━━━ RECORDS SHOWN

//! Lightweight DOM over a parsed HTML page and the selector dialect used to query it.
//!
//! This crate provides:
//! - [`Document`] / [`DomNode`]: arena-backed, read-only tree handles with traversal,
//!   text extraction, markup re-serialization and sibling-range tests
//! - [`Selector`]: compiled `tag#id.class[attr=value]` predicates

pub mod node;
pub mod selector;

pub use node::{Document, DomNode};
pub use selector::{AttrPredicate, Selector, compile_chain};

━━━━━━

§ TASK DETAILS:
Each line in the listing above is to be returned unchanged.

§ EXERCISE RESPONSE:
//! Lightweight DOM over a parsed HTML page and the selector dialect used to query it.
//!
//! This crate provides:
//! - [`Document`] / [`DomNode`]: arena-backed, read-only tree handles with traversal,
//!   text extraction, markup re-serialization and sibling-range tests
//! - [`Selector`]: compiled `tag#id.class[attr=value]` predicates

pub mod node;
pub mod selector;

pub use node::{Document, DomNode};
pub use selector::{AttrPredicate, Selector, compile_chain};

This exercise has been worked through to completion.